August is typically the hottest month of the year in the Mid Atlantic region. This type of heat has a direct impact on how you should train. You should never just rush out into the heat and run a quick 5 or you might become dehydrated and harm your body permanently. Work with your doctor to figure out what is best for your situation and never take risks when you don't need to. I've been training for a marathon that I plan to run in the fall. Unfortunately, dealing with the heat in the DC area is just a fact of life, but training in it is like being pregnant in this hot climate--there are good days and bad days. I usually run after work during the week, so the temperatures usually averages between 85 to 95 degrees with 40-70% humidity. To handle such heat and humidity, I've tried to acclimate myself to the heat over time. It doesn't happen overnight. It takes weeks of training. I usually never run distances over 10 miles in such heat. and I average 5-7 miles a day during the week, and run my long run on the weekend early in the morning. Now that I'm acclimated to the heat, it doesn't hit me as hard, but I always take precautions. Below are a few tips to consider that may help you cope with the heat.
1. Make sure you are sufficiently hydrating before, during and after run.
2. If you run distances greater that 5 miles or 45 minutes, make sure you drink water and a sports drink with electrolytes during the run and sufficiently hydrate the night before the run. I prefer GU Brew and water.

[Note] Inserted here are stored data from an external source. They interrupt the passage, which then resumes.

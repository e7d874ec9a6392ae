use async_trait::async_trait;
use serde_json::Value;
use thiserror::Error;

use crate::connections::ConnectionDraft;
use crate::schema_metadata::SchemaMetadataRow;
use crate::settings::{ConfigSections, GeneralSettings};

#[derive(Debug, Clone, PartialEq, Eq, Error)]
pub enum ApiError {
    #[error("request failed: {0}")]
    Transport(String),
    #[error("server responded with status {status}")]
    Status { status: u16 },
    #[error("failed to decode response: {0}")]
    Decode(String),
}

/// Result of a schema introspection call.
///
/// The server signals a failed connection by answering with anything other
/// than a list, so both outcomes arrive as successful responses.
#[derive(Debug, Clone, PartialEq)]
pub enum SchemaInfo {
    Rows(Vec<SchemaMetadataRow>),
    Unavailable(Value),
}

impl SchemaInfo {
    pub fn from_json(payload: Value) -> Result<Self, ApiError> {
        if payload.is_array() {
            let rows = serde_json::from_value(payload)
                .map_err(|error| ApiError::Decode(error.to_string()))?;
            return Ok(Self::Rows(rows));
        }
        Ok(Self::Unavailable(payload))
    }

    /// Parses a raw response body; bodies that are not JSON count as a
    /// non-list answer.
    pub fn from_body(body: &str) -> Result<Self, ApiError> {
        match serde_json::from_str::<Value>(body) {
            Ok(payload) => Self::from_json(payload),
            Err(_) => Ok(Self::Unavailable(Value::String(body.to_string()))),
        }
    }
}

#[derive(Debug, Clone, PartialEq, Eq)]
pub struct QuerySubmission {
    pub query_name: String,
    pub raw_sql: String,
    pub delete: bool,
}

impl QuerySubmission {
    #[must_use]
    pub fn save(query_name: impl Into<String>, raw_sql: impl Into<String>) -> Self {
        Self {
            query_name: query_name.into(),
            raw_sql: raw_sql.into(),
            delete: false,
        }
    }

    #[must_use]
    pub fn delete(query_name: impl Into<String>) -> Self {
        Self {
            query_name: query_name.into(),
            raw_sql: "none".to_string(),
            delete: true,
        }
    }

    #[must_use]
    pub fn form_fields(&self) -> Vec<(&'static str, String)> {
        vec![
            ("raw_sql", self.raw_sql.clone()),
            ("query_name", self.query_name.clone()),
            (
                "delete_query",
                if self.delete { "Yes" } else { "No" }.to_string(),
            ),
        ]
    }
}

#[derive(Debug, Clone, PartialEq, Eq)]
pub struct ConnectionSubmission {
    pub draft: ConnectionDraft,
    pub delete: bool,
}

impl ConnectionSubmission {
    #[must_use]
    pub fn save(draft: ConnectionDraft) -> Self {
        Self {
            draft,
            delete: false,
        }
    }

    #[must_use]
    pub fn delete(connection_name: impl Into<String>) -> Self {
        Self {
            draft: ConnectionDraft {
                name: connection_name.into(),
                ..ConnectionDraft::default()
            },
            delete: true,
        }
    }

    #[must_use]
    pub fn form_fields(&self) -> Vec<(&'static str, String)> {
        let draft = &self.draft;
        vec![
            ("connection_name", draft.name.clone()),
            ("rdbms", draft.rdbms.as_str().to_string()),
            ("connection_host", draft.host.clone()),
            ("connection_port", draft.port.clone()),
            ("connection_user", draft.user.clone()),
            ("connection_password", draft.password.clone()),
            ("schema", draft.schema.clone()),
            (
                "delete_connection",
                if self.delete { "True" } else { "" }.to_string(),
            ),
            ("connection_submit", "Save Connection".to_string()),
        ]
    }
}

#[must_use]
pub fn settings_form_fields(settings: &GeneralSettings) -> Vec<(&'static str, String)> {
    let mut fields = settings.form_fields();
    fields.push(("config_submit", "Save Settings".to_string()));
    fields
}

/// Server calls the client depends on.
#[async_trait]
pub trait PortholeApi: Send + Sync {
    async fn load_config(&self) -> Result<ConfigSections, ApiError>;
    async fn list_queries(&self) -> Result<Vec<String>, ApiError>;
    async fn test_connection(&self, connection: &str) -> Result<String, ApiError>;
    async fn schema_info(&self, connection: &str) -> Result<SchemaInfo, ApiError>;
    async fn query_text(&self, query_name: &str) -> Result<String, ApiError>;
    /// Saves or deletes a query and returns every remaining query name.
    async fn submit_query(&self, submission: &QuerySubmission) -> Result<Vec<String>, ApiError>;
    async fn submit_connection(&self, submission: &ConnectionSubmission) -> Result<(), ApiError>;
    async fn submit_settings(&self, settings: &GeneralSettings) -> Result<(), ApiError>;
}

#[cfg(test)]
mod tests {
    use serde_json::json;

    use super::{
        settings_form_fields, ApiError, ConnectionSubmission, QuerySubmission, SchemaInfo,
    };
    use crate::schema_metadata::SchemaMetadataRow;
    use crate::settings::GeneralSettings;

    #[test]
    fn list_payload_decodes_rows() {
        let info = SchemaInfo::from_json(json!([
            {"table_schema": "public", "table_name": "users", "column_name": "id"}
        ]))
        .expect("rows should decode");

        assert_eq!(
            info,
            SchemaInfo::Rows(vec![SchemaMetadataRow::new("public", "users", "id")])
        );
    }

    #[test]
    fn string_payload_is_unavailable() {
        let info = SchemaInfo::from_body("\"error\"").expect("string payload is not an error");
        assert_eq!(info, SchemaInfo::Unavailable(json!("error")));

        let plain = SchemaInfo::from_body("Failed to Connect").expect("plain text is accepted");
        assert!(matches!(plain, SchemaInfo::Unavailable(_)));
    }

    #[test]
    fn malformed_rows_are_decode_errors() {
        let err = SchemaInfo::from_json(json!([{"table_schema": 3}]))
            .expect_err("rows missing fields should fail");
        assert!(matches!(err, ApiError::Decode(_)));
    }

    #[test]
    fn query_delete_form_uses_placeholder_sql() {
        let fields = QuerySubmission::delete("monthly").form_fields();
        assert_eq!(
            fields,
            vec![
                ("raw_sql", "none".to_string()),
                ("query_name", "monthly".to_string()),
                ("delete_query", "Yes".to_string()),
            ]
        );
        assert!(QuerySubmission::save("monthly", "SELECT 1")
            .form_fields()
            .contains(&("delete_query", "No".to_string())));
    }

    #[test]
    fn connection_delete_form_sets_flag_and_name() {
        let fields = ConnectionSubmission::delete("sales").form_fields();
        assert!(fields.contains(&("connection_name", "sales".to_string())));
        assert!(fields.contains(&("delete_connection", "True".to_string())));
        assert!(fields.contains(&("connection_submit", "Save Connection".to_string())));
    }

    #[test]
    fn settings_form_carries_submit_marker() {
        let fields = settings_form_fields(&GeneralSettings::default());
        assert_eq!(
            fields.last(),
            Some(&("config_submit", "Save Settings".to_string()))
        );
    }
}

3. Run with a wing man, especially if you are running long distances. This way if you are feeling poorly at least you have safety in numbers.
4. Where appropriate clothing. Try do avoid dark clothing. Wicking material is the best. I like running without a shirt, but not always. Socks that don't get as water logged are always nice. Drymax work pretty well.
5. Where a hydration belt on long runs. If I run 10 miles, I will carry a 16 oz hand held water bottle (filled with water). I will also where a belt with two 8 oz bottles with GU brew. If my runs are 10+ miles, I will carry a 16 oz hand held water bottle (filled with water). I will also wear my belt with 2 8 oz bottles of water and 2 8oz bottles of GU brew.
6. Chew gum to keep your mouth moist.
7. Take supplements for fuel and hydration. I like GU Roctane. I usually take one 30 minutes into run and then at the 1 hour and 30 minute and 2 hour and 15 minute marks.
8. Weigh yourself before and after to determine appropriate water in take required.